━━━━━ INFORMATION
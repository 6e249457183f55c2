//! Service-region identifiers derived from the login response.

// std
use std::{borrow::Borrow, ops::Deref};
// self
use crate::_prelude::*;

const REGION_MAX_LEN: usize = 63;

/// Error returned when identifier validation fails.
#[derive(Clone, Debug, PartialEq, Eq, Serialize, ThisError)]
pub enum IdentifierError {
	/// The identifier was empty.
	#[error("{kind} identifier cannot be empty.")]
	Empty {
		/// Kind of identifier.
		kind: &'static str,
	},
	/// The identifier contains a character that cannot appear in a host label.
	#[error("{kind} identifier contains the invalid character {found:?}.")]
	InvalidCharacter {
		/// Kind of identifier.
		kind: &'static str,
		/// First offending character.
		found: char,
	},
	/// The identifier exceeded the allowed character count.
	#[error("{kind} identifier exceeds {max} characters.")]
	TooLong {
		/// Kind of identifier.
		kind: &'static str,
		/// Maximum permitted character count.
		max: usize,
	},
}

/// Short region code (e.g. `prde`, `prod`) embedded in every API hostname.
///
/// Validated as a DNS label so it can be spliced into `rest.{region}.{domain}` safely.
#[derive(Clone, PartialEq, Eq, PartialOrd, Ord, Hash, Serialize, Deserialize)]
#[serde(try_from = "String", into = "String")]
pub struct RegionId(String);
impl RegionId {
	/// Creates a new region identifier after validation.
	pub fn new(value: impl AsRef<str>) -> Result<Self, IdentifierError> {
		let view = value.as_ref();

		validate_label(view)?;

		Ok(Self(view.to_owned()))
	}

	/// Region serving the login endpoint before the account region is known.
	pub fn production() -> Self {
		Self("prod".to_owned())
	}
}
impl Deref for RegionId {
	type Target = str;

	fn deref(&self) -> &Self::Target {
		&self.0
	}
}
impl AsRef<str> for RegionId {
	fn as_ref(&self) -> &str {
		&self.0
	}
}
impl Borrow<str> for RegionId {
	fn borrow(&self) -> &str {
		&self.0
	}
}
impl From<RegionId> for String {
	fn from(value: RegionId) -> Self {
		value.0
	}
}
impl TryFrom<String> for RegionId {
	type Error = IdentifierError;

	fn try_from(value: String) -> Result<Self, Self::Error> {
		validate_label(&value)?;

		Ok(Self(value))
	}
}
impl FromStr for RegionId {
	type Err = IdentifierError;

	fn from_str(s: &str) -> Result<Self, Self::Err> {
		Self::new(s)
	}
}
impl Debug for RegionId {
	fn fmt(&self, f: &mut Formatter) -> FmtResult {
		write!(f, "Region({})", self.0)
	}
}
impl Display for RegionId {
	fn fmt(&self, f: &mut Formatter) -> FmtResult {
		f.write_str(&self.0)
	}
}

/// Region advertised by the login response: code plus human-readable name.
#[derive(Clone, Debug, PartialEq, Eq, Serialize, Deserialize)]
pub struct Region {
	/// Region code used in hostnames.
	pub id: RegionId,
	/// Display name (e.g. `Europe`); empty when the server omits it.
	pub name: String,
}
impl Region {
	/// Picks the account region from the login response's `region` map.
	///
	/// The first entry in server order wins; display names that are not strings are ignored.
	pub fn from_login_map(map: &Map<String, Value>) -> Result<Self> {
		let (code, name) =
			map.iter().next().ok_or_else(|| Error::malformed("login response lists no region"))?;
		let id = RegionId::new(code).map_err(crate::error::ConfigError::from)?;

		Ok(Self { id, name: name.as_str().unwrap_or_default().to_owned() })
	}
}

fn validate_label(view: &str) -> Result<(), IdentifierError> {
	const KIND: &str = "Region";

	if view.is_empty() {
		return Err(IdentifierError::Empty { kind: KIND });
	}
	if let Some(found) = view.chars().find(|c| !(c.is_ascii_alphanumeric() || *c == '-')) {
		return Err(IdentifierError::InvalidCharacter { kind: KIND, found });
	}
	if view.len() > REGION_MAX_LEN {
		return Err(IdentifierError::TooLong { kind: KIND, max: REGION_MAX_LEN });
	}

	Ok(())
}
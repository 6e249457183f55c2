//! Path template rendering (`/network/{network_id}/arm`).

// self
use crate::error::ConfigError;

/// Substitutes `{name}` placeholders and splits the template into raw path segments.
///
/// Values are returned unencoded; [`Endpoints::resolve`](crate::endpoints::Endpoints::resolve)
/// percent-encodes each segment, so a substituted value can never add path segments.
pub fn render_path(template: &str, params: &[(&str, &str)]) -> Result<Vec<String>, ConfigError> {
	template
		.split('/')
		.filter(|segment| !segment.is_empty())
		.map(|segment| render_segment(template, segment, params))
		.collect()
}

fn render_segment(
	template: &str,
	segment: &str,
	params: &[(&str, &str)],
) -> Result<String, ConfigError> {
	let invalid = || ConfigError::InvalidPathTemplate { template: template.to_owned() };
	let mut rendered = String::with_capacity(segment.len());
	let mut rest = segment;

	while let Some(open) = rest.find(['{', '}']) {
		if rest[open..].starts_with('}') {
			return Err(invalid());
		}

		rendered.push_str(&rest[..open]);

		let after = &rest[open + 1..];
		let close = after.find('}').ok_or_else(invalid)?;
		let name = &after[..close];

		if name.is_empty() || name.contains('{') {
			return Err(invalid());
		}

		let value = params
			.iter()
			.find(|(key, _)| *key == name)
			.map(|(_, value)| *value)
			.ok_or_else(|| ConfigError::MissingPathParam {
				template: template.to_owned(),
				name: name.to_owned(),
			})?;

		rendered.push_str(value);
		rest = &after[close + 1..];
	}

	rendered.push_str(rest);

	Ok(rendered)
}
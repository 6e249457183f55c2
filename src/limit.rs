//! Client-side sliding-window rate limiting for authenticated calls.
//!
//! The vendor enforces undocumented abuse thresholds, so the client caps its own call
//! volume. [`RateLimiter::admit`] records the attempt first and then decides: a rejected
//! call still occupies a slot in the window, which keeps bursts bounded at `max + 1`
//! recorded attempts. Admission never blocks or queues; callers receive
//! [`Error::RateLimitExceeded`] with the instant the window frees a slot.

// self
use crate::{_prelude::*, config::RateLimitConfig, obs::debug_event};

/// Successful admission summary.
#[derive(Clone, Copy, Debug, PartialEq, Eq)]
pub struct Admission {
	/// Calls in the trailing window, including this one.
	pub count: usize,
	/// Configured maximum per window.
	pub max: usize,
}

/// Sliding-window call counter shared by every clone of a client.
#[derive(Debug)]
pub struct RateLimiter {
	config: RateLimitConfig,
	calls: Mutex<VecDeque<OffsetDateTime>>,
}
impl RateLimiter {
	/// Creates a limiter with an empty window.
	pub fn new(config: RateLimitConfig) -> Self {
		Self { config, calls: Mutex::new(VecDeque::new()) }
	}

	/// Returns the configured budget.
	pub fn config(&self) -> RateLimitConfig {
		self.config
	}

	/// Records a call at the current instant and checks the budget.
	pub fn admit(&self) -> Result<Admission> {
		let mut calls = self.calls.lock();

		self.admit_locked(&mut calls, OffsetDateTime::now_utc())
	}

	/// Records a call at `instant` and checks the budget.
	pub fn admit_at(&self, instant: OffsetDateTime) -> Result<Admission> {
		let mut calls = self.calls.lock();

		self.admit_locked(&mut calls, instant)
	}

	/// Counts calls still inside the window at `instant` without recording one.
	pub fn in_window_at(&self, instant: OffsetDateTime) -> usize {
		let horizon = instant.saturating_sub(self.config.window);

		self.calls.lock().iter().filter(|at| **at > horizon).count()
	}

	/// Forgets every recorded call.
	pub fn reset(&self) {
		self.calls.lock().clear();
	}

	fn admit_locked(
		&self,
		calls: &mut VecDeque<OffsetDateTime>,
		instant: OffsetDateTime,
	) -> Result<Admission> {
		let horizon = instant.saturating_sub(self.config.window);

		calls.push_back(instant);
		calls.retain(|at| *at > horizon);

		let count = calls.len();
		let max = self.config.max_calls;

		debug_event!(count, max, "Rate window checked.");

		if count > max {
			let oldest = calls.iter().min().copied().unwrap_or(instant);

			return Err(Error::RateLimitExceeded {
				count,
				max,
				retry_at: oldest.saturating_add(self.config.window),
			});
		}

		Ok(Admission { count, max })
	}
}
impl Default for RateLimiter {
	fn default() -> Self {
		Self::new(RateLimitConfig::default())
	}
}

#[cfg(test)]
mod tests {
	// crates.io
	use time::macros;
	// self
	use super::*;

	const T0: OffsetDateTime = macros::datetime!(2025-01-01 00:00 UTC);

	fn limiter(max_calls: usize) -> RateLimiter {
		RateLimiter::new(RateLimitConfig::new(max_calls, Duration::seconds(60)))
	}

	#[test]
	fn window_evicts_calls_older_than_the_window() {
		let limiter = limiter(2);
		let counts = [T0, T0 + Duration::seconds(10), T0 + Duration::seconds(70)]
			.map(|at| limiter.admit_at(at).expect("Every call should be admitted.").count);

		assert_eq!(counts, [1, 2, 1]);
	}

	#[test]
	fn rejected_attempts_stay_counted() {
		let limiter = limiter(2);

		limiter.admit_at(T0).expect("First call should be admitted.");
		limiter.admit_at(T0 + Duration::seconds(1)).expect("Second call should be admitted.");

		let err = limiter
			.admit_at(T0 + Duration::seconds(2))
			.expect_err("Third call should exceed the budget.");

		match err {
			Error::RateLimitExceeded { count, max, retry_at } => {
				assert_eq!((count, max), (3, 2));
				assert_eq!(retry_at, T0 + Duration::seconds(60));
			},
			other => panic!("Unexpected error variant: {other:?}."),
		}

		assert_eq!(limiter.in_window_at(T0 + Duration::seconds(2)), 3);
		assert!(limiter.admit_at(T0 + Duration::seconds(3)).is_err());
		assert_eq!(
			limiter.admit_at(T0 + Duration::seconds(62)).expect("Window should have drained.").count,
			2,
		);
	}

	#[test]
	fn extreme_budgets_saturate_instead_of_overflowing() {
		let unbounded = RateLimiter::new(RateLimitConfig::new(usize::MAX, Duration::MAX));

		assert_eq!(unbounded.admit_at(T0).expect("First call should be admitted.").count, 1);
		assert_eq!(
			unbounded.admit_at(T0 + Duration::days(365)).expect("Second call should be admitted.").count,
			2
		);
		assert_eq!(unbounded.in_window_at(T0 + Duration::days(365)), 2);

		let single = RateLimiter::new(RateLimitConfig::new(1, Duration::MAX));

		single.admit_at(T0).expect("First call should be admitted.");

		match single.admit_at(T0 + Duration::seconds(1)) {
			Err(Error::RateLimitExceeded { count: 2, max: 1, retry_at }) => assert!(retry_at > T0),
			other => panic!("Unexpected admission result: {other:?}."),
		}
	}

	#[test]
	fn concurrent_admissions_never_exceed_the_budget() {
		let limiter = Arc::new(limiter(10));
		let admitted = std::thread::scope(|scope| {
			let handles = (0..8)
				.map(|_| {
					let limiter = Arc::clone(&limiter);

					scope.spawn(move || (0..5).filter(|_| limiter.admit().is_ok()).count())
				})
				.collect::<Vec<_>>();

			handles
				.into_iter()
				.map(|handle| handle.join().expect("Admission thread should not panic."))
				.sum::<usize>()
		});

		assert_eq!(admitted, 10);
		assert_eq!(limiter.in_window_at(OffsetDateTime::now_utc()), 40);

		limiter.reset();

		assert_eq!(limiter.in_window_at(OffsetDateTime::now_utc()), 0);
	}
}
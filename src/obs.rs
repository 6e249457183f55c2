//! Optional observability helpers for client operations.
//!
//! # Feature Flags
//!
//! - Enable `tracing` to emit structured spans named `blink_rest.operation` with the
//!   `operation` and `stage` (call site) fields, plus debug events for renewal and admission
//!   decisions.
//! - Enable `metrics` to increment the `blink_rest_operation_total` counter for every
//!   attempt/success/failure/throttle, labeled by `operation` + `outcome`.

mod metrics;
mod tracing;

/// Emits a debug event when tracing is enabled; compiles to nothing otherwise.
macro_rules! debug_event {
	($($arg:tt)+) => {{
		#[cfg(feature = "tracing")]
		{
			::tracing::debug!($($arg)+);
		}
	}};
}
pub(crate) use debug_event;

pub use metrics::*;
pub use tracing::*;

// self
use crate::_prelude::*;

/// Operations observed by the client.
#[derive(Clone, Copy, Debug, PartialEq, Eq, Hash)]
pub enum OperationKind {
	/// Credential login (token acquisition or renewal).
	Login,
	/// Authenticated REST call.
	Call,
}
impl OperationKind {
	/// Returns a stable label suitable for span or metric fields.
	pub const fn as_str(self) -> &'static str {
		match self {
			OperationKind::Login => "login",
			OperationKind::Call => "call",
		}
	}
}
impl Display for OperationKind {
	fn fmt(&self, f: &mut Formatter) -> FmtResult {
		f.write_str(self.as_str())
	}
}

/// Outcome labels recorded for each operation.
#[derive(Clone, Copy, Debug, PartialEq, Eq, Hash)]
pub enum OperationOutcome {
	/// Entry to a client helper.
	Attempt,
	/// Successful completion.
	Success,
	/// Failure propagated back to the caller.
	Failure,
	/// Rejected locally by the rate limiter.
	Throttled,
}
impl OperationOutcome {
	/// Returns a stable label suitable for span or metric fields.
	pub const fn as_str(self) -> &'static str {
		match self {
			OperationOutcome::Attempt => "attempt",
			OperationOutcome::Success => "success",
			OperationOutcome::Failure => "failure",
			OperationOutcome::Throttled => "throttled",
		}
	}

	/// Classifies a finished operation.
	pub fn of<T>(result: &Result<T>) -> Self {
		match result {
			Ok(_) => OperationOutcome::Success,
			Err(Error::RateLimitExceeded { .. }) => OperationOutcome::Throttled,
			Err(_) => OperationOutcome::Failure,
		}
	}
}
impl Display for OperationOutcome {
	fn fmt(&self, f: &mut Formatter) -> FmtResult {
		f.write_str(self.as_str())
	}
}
━━━━━━━━━━
━━━━━ INFORMATION
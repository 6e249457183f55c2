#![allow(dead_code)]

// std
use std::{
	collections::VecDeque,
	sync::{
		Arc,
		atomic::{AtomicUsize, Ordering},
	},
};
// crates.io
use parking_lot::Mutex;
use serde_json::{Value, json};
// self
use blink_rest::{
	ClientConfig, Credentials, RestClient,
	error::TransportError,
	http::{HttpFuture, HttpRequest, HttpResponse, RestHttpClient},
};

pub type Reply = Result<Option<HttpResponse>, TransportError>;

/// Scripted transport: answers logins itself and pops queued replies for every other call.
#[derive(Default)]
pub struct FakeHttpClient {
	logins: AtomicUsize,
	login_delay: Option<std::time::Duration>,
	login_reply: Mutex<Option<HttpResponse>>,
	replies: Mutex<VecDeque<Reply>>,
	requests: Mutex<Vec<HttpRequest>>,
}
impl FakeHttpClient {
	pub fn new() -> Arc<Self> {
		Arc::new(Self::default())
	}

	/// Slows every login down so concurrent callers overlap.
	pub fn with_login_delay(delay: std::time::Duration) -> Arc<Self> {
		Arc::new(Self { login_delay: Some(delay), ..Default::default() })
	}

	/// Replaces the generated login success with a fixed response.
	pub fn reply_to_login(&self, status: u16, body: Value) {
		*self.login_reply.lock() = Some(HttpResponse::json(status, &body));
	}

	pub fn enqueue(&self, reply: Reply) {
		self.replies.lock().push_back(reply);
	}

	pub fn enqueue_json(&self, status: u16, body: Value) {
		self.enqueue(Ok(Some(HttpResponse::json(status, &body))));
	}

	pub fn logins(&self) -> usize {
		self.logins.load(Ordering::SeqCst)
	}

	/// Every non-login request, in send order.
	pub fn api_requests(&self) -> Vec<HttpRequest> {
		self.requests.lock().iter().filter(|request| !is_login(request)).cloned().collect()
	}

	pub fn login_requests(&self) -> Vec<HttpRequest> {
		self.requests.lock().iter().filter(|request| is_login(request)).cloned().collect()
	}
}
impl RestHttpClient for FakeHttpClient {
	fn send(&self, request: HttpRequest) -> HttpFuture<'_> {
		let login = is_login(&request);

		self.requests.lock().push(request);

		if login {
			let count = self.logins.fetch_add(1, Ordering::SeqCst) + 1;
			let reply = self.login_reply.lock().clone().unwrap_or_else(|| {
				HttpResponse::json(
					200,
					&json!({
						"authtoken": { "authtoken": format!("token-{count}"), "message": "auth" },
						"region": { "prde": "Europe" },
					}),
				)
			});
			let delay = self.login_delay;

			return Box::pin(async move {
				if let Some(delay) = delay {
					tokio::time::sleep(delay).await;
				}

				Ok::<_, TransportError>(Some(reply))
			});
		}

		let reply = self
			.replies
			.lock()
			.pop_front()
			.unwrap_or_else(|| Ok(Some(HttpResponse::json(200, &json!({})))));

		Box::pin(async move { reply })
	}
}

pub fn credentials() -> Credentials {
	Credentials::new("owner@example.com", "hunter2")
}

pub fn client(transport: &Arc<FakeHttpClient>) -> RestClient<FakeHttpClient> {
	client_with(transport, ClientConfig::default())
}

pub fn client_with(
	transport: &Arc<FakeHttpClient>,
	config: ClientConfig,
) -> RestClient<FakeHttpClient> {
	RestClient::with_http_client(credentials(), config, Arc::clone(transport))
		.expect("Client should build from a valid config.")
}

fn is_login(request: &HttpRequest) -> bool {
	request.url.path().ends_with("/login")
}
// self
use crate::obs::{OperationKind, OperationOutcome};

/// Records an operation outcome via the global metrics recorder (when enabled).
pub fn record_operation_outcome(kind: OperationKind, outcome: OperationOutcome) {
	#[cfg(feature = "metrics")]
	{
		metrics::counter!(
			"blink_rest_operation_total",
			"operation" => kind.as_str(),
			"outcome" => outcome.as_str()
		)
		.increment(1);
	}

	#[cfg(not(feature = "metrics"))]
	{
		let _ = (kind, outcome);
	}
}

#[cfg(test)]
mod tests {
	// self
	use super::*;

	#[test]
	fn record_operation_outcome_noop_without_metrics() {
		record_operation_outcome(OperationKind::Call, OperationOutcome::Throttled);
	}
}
━━━━━━━━━━
**TRY IT**
Only the lines above from the line with "pub fn credentials()" to the line with "fn is_login(request: &HttpRequest)", those two lines included, should be reproduced exactly.

**RESPONSE FOR THIS EXERCISE**
pub fn credentials() -> Credentials {
	Credentials::new("owner@example.com", "hunter2")
}

pub fn client(transport: &Arc<FakeHttpClient>) -> RestClient<FakeHttpClient> {
	client_with(transport, ClientConfig::default())
}

pub fn client_with(
	transport: &Arc<FakeHttpClient>,
	config: ClientConfig,
) -> RestClient<FakeHttpClient> {
	RestClient::with_http_client(credentials(), config, Arc::clone(transport))
		.expect("Client should build from a valid config.")
}

fn is_login(request: &HttpRequest) -> bool {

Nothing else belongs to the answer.